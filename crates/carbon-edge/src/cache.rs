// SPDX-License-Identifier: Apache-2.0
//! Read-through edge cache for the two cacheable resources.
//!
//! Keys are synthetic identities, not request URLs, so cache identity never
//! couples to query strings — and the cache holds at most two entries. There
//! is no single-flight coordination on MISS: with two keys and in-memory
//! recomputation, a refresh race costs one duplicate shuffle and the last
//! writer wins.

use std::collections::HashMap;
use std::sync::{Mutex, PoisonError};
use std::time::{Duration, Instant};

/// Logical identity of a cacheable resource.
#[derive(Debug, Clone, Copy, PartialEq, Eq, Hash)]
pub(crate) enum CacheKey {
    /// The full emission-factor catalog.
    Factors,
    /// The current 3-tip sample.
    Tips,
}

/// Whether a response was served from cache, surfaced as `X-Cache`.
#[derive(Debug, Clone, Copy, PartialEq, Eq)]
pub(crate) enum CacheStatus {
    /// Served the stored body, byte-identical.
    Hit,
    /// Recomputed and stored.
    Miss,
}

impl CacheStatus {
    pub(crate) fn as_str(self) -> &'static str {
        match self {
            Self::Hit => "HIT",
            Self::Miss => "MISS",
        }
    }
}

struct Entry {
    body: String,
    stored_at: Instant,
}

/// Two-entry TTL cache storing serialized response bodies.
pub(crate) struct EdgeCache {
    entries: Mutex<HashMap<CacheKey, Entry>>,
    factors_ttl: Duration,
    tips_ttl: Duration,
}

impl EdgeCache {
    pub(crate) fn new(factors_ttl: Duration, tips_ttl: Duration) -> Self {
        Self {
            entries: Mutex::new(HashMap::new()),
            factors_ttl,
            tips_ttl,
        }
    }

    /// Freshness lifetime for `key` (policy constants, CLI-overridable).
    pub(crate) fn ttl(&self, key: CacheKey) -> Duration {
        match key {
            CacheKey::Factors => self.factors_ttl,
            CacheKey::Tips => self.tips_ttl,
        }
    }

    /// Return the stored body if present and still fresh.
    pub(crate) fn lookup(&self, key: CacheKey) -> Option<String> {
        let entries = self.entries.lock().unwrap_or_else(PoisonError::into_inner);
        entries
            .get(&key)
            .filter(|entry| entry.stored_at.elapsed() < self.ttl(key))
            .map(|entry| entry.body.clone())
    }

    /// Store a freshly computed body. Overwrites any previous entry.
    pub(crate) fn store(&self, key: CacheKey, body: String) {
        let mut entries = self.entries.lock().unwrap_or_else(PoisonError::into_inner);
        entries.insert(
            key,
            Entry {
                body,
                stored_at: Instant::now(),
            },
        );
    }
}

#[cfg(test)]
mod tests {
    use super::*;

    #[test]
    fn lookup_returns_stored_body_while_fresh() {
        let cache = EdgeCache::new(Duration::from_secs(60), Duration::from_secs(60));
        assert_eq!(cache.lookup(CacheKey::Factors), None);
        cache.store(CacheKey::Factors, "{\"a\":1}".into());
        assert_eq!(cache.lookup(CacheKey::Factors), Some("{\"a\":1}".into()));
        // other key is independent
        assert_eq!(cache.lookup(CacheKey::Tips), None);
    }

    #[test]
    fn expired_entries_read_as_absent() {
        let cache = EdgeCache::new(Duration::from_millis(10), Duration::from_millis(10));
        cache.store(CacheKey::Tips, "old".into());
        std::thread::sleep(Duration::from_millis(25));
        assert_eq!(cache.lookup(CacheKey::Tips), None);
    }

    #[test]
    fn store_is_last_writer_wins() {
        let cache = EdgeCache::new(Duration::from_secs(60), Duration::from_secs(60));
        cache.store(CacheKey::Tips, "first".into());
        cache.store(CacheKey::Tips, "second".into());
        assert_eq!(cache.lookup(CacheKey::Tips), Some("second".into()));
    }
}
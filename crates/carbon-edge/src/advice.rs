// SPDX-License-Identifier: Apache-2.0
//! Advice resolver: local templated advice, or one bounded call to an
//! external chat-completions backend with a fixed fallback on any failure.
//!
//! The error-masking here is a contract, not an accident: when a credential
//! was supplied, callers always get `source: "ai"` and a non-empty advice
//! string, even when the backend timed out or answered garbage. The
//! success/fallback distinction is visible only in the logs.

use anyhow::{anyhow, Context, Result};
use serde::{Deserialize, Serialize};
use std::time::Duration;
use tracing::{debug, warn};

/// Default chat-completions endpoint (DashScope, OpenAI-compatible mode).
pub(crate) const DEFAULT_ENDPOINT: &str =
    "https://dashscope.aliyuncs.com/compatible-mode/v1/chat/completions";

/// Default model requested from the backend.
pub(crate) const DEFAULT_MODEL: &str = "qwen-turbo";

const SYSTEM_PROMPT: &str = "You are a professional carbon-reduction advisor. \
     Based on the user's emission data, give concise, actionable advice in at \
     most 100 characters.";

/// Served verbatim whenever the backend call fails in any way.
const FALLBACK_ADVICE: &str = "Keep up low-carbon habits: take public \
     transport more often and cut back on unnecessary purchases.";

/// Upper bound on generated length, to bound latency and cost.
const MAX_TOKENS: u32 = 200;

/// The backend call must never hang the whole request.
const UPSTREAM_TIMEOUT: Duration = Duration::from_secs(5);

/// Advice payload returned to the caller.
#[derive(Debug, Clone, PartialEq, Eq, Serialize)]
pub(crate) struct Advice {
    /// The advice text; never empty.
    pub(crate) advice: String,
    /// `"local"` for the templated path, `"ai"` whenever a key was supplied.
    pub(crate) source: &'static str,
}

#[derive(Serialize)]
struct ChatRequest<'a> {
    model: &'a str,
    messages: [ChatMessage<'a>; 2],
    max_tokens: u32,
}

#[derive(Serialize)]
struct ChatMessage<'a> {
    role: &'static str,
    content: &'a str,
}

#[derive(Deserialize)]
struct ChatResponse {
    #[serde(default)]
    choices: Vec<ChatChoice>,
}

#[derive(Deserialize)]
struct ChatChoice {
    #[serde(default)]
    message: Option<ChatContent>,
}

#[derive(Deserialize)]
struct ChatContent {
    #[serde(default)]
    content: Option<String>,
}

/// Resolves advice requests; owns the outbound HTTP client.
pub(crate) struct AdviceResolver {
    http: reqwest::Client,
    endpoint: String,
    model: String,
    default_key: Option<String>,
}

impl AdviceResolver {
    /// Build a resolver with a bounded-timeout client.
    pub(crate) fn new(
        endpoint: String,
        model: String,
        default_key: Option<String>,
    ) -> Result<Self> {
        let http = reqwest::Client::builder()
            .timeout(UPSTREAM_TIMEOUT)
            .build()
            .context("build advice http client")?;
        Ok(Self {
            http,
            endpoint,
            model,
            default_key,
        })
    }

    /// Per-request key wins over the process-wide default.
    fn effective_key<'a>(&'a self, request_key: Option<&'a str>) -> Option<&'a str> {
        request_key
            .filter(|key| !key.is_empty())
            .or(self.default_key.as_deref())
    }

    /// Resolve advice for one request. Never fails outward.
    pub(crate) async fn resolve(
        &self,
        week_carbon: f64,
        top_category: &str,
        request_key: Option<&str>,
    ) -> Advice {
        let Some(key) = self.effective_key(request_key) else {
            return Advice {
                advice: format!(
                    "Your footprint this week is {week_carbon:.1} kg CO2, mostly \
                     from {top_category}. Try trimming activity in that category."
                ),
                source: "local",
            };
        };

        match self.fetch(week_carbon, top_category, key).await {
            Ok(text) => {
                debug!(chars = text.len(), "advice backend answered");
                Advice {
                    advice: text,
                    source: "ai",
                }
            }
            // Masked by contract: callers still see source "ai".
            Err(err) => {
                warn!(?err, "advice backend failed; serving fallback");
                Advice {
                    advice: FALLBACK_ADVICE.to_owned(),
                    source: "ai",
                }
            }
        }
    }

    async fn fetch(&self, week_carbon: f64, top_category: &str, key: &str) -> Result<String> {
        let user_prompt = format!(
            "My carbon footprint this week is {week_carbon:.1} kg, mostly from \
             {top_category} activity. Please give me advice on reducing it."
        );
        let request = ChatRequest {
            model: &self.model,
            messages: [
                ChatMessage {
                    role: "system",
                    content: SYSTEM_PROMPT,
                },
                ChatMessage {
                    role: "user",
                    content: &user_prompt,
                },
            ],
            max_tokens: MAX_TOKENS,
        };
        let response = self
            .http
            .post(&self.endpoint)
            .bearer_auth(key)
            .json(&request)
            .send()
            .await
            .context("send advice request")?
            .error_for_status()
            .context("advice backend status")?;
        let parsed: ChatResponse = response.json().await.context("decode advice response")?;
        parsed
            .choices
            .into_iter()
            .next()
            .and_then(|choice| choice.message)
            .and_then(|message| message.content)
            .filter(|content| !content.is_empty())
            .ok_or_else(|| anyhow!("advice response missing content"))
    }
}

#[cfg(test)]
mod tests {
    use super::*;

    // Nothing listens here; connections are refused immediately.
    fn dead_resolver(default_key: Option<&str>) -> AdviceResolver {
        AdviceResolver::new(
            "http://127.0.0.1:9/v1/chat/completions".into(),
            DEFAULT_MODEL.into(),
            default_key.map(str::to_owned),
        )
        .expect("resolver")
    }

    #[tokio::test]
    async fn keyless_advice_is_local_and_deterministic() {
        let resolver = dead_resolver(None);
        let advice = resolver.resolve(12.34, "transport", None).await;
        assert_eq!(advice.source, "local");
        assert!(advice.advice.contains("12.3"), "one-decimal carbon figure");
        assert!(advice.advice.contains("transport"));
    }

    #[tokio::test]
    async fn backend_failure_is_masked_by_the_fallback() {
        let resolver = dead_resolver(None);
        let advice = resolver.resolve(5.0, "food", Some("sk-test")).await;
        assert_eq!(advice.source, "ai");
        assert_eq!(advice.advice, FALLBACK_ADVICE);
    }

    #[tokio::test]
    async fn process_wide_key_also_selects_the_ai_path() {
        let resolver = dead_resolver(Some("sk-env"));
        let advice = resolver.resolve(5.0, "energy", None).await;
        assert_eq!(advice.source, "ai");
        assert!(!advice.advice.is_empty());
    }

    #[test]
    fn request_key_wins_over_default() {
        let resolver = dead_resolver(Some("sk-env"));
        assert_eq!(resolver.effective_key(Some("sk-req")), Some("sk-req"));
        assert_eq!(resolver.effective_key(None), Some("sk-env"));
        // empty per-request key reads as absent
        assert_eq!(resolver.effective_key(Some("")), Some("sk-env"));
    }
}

----

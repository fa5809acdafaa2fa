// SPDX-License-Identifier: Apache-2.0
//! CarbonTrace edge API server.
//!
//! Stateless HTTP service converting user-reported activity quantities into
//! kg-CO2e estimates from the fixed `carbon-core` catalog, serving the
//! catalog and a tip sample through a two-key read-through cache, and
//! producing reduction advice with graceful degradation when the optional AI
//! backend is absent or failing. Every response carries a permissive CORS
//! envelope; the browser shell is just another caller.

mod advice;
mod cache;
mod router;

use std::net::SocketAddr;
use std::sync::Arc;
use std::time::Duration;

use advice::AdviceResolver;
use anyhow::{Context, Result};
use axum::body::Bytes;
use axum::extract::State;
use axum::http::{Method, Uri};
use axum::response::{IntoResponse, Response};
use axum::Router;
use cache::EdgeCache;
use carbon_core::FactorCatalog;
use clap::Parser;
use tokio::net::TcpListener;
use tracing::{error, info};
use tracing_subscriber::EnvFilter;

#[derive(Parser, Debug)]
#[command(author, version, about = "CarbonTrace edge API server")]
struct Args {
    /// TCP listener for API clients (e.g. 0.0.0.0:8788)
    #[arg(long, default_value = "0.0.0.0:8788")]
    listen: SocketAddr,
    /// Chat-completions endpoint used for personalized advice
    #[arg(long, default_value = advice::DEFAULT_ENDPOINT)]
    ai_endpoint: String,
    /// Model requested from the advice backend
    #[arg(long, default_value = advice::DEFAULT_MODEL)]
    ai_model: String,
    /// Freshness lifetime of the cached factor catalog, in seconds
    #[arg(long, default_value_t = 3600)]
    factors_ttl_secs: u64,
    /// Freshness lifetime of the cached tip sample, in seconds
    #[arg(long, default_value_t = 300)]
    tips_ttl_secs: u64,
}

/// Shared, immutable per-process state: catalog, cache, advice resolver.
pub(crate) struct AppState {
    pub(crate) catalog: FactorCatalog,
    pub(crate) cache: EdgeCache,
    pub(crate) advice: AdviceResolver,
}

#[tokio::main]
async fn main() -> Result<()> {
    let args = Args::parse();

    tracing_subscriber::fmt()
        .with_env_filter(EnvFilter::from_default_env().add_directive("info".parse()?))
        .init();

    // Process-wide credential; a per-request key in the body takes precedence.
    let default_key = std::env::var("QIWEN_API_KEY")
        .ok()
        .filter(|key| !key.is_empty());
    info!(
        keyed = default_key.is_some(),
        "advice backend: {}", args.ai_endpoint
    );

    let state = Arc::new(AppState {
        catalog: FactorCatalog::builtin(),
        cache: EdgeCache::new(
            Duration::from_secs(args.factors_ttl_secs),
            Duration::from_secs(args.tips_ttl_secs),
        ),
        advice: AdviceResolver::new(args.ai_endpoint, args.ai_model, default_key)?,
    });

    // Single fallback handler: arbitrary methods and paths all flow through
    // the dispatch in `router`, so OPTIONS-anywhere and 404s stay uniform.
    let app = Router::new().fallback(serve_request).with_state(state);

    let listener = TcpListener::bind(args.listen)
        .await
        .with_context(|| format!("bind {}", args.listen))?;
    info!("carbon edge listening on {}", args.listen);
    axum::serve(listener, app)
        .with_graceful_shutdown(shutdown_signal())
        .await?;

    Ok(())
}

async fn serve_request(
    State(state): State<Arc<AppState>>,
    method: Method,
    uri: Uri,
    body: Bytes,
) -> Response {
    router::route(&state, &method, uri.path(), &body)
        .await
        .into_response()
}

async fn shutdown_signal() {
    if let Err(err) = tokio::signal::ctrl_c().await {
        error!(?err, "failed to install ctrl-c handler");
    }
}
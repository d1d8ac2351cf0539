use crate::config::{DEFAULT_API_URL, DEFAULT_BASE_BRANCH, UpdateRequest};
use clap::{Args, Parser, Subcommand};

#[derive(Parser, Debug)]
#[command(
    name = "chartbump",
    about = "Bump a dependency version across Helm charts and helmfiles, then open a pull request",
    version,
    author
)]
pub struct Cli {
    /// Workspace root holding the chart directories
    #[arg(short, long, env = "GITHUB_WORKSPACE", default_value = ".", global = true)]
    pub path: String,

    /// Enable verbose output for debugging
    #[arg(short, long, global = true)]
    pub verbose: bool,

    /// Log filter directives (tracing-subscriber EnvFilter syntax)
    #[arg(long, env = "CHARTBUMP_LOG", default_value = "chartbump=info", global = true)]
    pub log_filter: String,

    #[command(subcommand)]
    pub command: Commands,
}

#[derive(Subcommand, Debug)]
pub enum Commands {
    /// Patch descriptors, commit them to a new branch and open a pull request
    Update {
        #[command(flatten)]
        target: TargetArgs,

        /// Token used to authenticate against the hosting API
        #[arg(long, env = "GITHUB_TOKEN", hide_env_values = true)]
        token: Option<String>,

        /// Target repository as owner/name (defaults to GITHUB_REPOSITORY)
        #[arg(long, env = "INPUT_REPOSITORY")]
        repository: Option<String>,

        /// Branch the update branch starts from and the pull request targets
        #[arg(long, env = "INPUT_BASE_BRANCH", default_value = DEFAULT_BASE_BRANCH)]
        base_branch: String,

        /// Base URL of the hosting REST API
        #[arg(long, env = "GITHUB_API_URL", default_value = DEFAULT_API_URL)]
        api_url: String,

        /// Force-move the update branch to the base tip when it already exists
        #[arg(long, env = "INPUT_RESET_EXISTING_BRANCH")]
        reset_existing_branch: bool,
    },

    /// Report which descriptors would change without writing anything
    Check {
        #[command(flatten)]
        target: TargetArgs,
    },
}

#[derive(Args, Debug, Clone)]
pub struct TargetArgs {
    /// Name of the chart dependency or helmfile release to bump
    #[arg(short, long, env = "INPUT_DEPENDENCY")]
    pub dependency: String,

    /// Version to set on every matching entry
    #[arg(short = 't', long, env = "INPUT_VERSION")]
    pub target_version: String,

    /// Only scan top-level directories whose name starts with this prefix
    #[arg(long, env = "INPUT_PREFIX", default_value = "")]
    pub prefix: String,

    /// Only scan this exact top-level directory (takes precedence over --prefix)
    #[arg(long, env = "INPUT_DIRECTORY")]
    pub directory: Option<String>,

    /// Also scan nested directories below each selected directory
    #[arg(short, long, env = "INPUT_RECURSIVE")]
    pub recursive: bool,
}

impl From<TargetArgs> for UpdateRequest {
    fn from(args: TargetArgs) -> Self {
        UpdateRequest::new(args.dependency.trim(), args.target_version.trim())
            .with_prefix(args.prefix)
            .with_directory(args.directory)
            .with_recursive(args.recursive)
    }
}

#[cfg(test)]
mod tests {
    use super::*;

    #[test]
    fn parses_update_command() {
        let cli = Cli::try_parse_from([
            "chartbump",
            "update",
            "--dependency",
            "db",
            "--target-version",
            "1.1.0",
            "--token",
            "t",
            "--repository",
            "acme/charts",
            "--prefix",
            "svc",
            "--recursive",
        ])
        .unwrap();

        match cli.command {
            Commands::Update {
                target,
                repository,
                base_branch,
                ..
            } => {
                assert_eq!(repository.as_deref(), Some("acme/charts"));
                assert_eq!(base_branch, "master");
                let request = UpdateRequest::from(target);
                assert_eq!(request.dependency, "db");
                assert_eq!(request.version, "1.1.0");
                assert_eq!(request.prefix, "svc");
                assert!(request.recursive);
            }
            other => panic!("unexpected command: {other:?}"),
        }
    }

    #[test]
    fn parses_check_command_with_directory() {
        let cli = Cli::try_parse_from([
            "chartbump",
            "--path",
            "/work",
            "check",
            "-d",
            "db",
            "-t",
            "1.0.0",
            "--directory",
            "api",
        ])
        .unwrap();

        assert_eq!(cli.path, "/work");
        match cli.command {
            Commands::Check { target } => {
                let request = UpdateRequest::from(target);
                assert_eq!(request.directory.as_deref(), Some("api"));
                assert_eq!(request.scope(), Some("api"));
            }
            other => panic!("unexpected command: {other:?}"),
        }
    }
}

----

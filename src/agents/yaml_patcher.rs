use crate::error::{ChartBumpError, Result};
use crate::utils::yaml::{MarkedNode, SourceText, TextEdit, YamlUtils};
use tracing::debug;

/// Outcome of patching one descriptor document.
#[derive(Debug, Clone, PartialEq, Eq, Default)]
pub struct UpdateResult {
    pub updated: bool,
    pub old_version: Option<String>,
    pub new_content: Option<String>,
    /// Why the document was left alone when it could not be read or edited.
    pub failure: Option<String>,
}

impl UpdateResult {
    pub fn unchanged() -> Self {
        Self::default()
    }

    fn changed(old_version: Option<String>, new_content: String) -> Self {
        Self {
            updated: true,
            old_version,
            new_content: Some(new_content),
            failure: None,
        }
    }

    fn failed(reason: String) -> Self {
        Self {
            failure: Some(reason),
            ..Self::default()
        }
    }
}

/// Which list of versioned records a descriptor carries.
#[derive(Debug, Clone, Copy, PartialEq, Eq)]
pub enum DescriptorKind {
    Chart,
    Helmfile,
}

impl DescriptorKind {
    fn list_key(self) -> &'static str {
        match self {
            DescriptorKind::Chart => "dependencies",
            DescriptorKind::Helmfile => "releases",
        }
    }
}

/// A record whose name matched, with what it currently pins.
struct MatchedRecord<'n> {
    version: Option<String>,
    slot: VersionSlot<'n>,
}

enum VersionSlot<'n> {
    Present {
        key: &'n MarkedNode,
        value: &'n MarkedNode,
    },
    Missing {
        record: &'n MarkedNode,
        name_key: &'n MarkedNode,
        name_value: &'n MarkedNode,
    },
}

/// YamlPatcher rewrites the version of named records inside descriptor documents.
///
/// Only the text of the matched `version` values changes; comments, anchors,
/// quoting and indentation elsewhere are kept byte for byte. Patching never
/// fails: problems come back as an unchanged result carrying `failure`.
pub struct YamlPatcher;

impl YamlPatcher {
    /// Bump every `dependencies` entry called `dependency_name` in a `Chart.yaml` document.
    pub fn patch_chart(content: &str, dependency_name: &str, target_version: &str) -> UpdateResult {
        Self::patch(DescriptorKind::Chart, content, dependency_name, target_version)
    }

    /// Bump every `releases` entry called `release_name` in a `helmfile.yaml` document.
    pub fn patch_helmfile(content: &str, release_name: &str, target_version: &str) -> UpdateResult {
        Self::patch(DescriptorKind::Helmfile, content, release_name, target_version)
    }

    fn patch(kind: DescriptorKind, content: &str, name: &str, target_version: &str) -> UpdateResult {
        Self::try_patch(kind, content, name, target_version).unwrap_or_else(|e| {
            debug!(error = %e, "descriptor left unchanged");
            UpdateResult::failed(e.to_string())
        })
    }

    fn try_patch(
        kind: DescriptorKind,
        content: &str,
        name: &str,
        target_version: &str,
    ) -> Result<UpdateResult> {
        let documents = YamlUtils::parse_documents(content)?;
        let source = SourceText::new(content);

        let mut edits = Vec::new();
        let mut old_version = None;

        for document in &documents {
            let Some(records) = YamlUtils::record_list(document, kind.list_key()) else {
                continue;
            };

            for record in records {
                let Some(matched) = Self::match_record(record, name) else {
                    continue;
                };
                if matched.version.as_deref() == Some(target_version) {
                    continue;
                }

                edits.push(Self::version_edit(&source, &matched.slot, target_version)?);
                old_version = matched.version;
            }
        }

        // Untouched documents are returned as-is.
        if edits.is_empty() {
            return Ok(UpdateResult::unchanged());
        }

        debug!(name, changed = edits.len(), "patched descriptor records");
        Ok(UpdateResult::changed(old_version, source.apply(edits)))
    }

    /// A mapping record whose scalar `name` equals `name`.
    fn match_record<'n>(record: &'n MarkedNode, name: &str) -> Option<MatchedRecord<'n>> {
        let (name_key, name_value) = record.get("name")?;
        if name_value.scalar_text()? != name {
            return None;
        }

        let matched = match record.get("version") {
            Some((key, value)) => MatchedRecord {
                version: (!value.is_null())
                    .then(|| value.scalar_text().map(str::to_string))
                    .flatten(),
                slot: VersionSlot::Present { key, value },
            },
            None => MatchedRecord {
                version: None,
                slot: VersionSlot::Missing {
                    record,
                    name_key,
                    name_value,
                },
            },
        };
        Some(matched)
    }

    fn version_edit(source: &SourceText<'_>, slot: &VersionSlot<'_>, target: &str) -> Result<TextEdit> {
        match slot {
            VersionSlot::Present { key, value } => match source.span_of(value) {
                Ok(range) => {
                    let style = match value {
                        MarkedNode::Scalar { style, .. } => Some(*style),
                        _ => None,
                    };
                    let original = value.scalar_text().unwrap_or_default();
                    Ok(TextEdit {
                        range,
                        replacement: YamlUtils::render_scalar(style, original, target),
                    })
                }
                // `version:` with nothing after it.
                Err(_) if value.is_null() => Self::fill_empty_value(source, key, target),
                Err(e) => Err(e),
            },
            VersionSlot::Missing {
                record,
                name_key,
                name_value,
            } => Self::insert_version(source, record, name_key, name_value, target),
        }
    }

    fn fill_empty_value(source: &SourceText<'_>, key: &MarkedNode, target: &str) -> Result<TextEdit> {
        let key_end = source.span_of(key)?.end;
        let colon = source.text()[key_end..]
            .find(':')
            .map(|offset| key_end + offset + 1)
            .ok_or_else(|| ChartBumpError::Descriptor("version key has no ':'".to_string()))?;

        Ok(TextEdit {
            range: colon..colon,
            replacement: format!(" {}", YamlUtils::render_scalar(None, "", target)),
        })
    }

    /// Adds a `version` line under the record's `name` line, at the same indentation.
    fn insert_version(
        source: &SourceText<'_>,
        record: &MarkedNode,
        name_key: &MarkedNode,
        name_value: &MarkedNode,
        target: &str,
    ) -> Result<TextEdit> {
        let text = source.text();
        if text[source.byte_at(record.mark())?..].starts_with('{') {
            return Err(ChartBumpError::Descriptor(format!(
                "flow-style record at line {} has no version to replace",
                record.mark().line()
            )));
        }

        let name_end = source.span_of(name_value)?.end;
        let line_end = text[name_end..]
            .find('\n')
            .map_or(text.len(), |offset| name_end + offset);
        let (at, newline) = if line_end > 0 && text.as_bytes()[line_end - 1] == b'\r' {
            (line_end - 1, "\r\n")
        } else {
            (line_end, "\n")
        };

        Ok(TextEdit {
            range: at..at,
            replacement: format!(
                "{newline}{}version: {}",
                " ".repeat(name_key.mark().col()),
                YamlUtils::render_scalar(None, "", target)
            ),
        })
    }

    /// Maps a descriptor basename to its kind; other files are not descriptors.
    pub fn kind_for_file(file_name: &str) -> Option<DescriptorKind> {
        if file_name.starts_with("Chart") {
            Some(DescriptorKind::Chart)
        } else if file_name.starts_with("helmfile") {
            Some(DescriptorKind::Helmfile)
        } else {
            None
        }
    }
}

----

● **What this task involves**
Taking the entries above, restate exactly those lines that fall between the line with "filename crates/carbon-edge/src/cache.rs" and the line with "two entries. There", keeping both of those lines too.

● **Task response**
filename crates/carbon-edge/src/cache.rs
// SPDX-License-Identifier: Apache-2.0
//! Read-through edge cache for the two cacheable resources.
//!
//! Keys are synthetic identities, not request URLs, so cache identity never
//! couples to query strings — and the cache holds at most two entries. There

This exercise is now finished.